Presentation Secondary School Tralee
Telephone: 066 7122737 

School Roll: 61450C


The aims...

Education for maturity with emphasis on personal development including social awareness and increase in social competence in relating science to peer groups and the wider community

The promotion of general, technical and academic skills with an emphasis on self directed learning and interdisciplinary learning.

The objectives...

  • demonstrate an understanding of: scientific facts and concepts, scientific methods and techniques, scientific terminology, and methods of presenting scientific information.
  • construct, analyze and evaluate: hypotheses, research questions and predictions, scientific methods and techniques, and scientific explanations.
  • demonstrate the personal skills of cooperation, perseverance and responsibility appropriate for effective scientific investigation and problem solving.
  • demonstrate the manipulative skills necessary to carry out scientific investigations with precision and safety.
  • demonstrate a willingness to engage with the local community in solving local environmental problems.



TY students at Pres Tralee are again participating in the ECO Unesco Young Environmentalist Awards.
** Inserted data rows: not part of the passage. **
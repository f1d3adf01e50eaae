//! notehook - pass MIDI through and run a handler program for mapped notes
//!
//! ## Command line flags
//!
//! - `--config-dir <dir>`: directory holding `event.conf`, `scripts/`, `settings.yaml`
//! - `--backend jack|midi`: host to run under (JACK when built with it, else midi)
//! - `--port <pattern>`: input port (midi: name substring; jack: full port name)
//! - `--output <pattern>`: output port for forwarded MIDI
//! - `--executable <exe>`: program used to run handlers (saved for next time)
//! - `--sample-rate <hz>`: nominal rate for the midi backend
//! - `--list-ports`: print MIDI ports and exit
//!
//! While running, type `r` + Enter to reload `event.conf`, `s` + Enter for
//! the status report, or just Enter to quit.

use std::io::BufRead;
use std::path::PathBuf;

use anyhow::{bail, Context, Result};
use notehook_core::config::{default_config_dir, load_yaml, HookSettings, SETTINGS_FILE, STATE_FILE};
use notehook_core::{HookSession, PluginState};
use notehook_midi::MidiHookInput;

#[cfg(all(target_os = "linux", feature = "jack-backend"))]
use notehook_core::host::{JackHookHandle, JackHost};

#[cfg(all(target_os = "linux", feature = "jack-backend"))]
const CLIENT_NAME: &str = "notehook";
const DEFAULT_SAMPLE_RATE: f64 = 48000.0;

const USAGE: &str = "\
usage: notehook [--config-dir DIR] [--backend jack|midi] [--port PATTERN]
                [--output PATTERN] [--executable EXE] [--sample-rate HZ]
                [--list-ports]";

#[derive(Debug, Clone, Copy, PartialEq, Eq)]
enum Backend {
    Jack,
    Midi,
}

impl Backend {
    fn default_for_build() -> Self {
        if notehook_core::host::jack_available() {
            Self::Jack
        } else {
            Self::Midi
        }
    }
}

#[derive(Debug, Clone, PartialEq)]
struct Args {
    config_dir: Option<PathBuf>,
    backend: Backend,
    port: Option<String>,
    output: Option<String>,
    executable: Option<String>,
    sample_rate: f64,
    list_ports: bool,
}

impl Default for Args {
    fn default() -> Self {
        Self {
            config_dir: None,
            backend: Backend::default_for_build(),
            port: None,
            output: None,
            executable: None,
            sample_rate: DEFAULT_SAMPLE_RATE,
            list_ports: false,
        }
    }
}

fn parse_args<I: IntoIterator<Item = String>>(args: I) -> Result<Args> {
    let mut parsed = Args::default();
    let mut args = args.into_iter();

    while let Some(arg) = args.next() {
        let mut value = |flag: &str| {
            args.next()
                .with_context(|| format!("{} needs a value", flag))
        };

        match arg.as_str() {
            "--config-dir" => parsed.config_dir = Some(PathBuf::from(value(&arg)?)),
            "--backend" => {
                parsed.backend = match value(&arg)?.as_str() {
                    "jack" => Backend::Jack,
                    "midi" => Backend::Midi,
                    other => bail!("unknown backend '{}' (expected jack or midi)", other),
                }
            }
            "--port" => parsed.port = Some(value(&arg)?),
            "--output" => parsed.output = Some(value(&arg)?),
            "--executable" => parsed.executable = Some(value(&arg)?),
            "--sample-rate" => {
                let raw = value(&arg)?;
                parsed.sample_rate = raw
                    .parse::<f64>()
                    .ok()
                    .filter(|hz| *hz > 0.0)
                    .with_context(|| format!("invalid sample rate '{}'", raw))?;
            }
            "--list-ports" => parsed.list_ports = true,
            other => bail!("unknown argument '{}'", other),
        }
    }

    Ok(parsed)
}

/// Keeps the active host alive
enum Running {
    #[cfg(all(target_os = "linux", feature = "jack-backend"))]
    Jack(JackHookHandle),
    Midi(MidiHookInput),
}

impl Running {
    fn describe(&self) -> String {
        match self {
            #[cfg(all(target_os = "linux", feature = "jack-backend"))]
            Self::Jack(handle) => format!("JACK client '{}'", handle.client_name()),
            Self::Midi(input) => match input.output_port() {
                Some(output) => format!("MIDI {} -> {}", input.input_port(), output),
                None => format!("MIDI {} (no forwarding)", input.input_port()),
            },
        }
    }
}

fn start(args: &Args, session: &mut HookSession) -> Result<Running> {
    match args.backend {
        Backend::Jack => start_jack(args, session),
        Backend::Midi => {
            let port = args
                .port
                .as_deref()
                .context("--port is required for the midi backend (see --list-ports)")?;
            let processor = session.prepare(args.sample_rate)?;
            let input = MidiHookInput::connect(port, args.output.as_deref(), processor)?;
            Ok(Running::Midi(input))
        }
    }
}

#[cfg(all(target_os = "linux", feature = "jack-backend"))]
fn start_jack(args: &Args, session: &mut HookSession) -> Result<Running> {
    let host = JackHost::open(CLIENT_NAME)?;
    let processor = session.prepare(host.sample_rate())?;
    let handle = host.activate(processor, args.port.as_deref(), args.output.as_deref())?;
    Ok(Running::Jack(handle))
}

#[cfg(not(all(target_os = "linux", feature = "jack-backend")))]
fn start_jack(_args: &Args, _session: &mut HookSession) -> Result<Running> {
    bail!("this build has no JACK support; use --backend midi")
}

fn list_ports() -> Result<()> {
    let ports = notehook_midi::list_ports()?;
    println!("MIDI inputs:");
    for name in &ports.inputs {
        println!("  {}", name);
    }
    println!("MIDI outputs:");
    for name in &ports.outputs {
        println!("  {}", name);
    }
    Ok(())
}

fn main() -> Result<()> {
    // Initialize logger - set RUST_LOG=debug for verbose output
    env_logger::Builder::from_env(env_logger::Env::default().default_filter_or("info"))
        .format_timestamp_millis()
        .init();

    let args = match parse_args(std::env::args().skip(1)) {
        Ok(args) => args,
        Err(e) => {
            eprintln!("error: {:#}", e);
            eprintln!("{}", USAGE);
            std::process::exit(2);
        }
    };

    if args.list_ports {
        return list_ports();
    }

    let config_dir = args.config_dir.clone().unwrap_or_else(default_config_dir);
    let settings: HookSettings = load_yaml(&config_dir.join(SETTINGS_FILE));
    let state_path = config_dir.join(STATE_FILE);
    let mut state = PluginState::load(&state_path);
    if let Some(executable) = &args.executable {
        state.executable = executable.clone();
    }

    log::info!("notehook starting up ({:?} backend)", args.backend);

    let mut session = HookSession::new(&config_dir, settings, state);
    let running = start(&args, &mut session)?;

    println!("Running: {}", running.describe());
    println!("{}", session.status());
    println!();
    println!("r + Enter: reload, s + Enter: status, Enter: quit");

    for line in std::io::stdin().lock().lines() {
        match line?.trim() {
            "r" => {
                session.reload();
                println!("{}", session.status());
            }
            "s" => println!("{}", session.status()),
            _ => break,
        }
    }

    // Stop the real-time callback before the worker goes away
    drop(running);
    session.release();

    if let Err(e) = session.state().save(&state_path) {
        log::warn!("Could not save state: {:#}", e);
    }

    log::info!("notehook stopped");
    Ok(())
}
One group from Ms. O’Donoghue’s Science class is doing a project on Lyme disease. The aim of the project is to increase awareness of the disease, how it may be contracted and how to avoid it. Some of the students - Áine O’Sullivan and Ruth O’Connell - attended a recent Tralee Town Park Run where they addressed those participating on the day – providing key information. The group are also holding a Tick Awareness Day on Friday, February 23 in town, where they will be around the streets of Tralee from 10am to 4pm informing the public about ticks, which is how you contract the disease. The girls will also be telling people about how to avoid getting bitten by wrapping up, spray on bug repellent, wear long pants and long sleeves etc.

Other members of the groups include: Aisling O’Connell, Mary O’Connell, Niamh Rahilly, Laura Scanlon ,Natasha Tobin and  Doireann Thomas .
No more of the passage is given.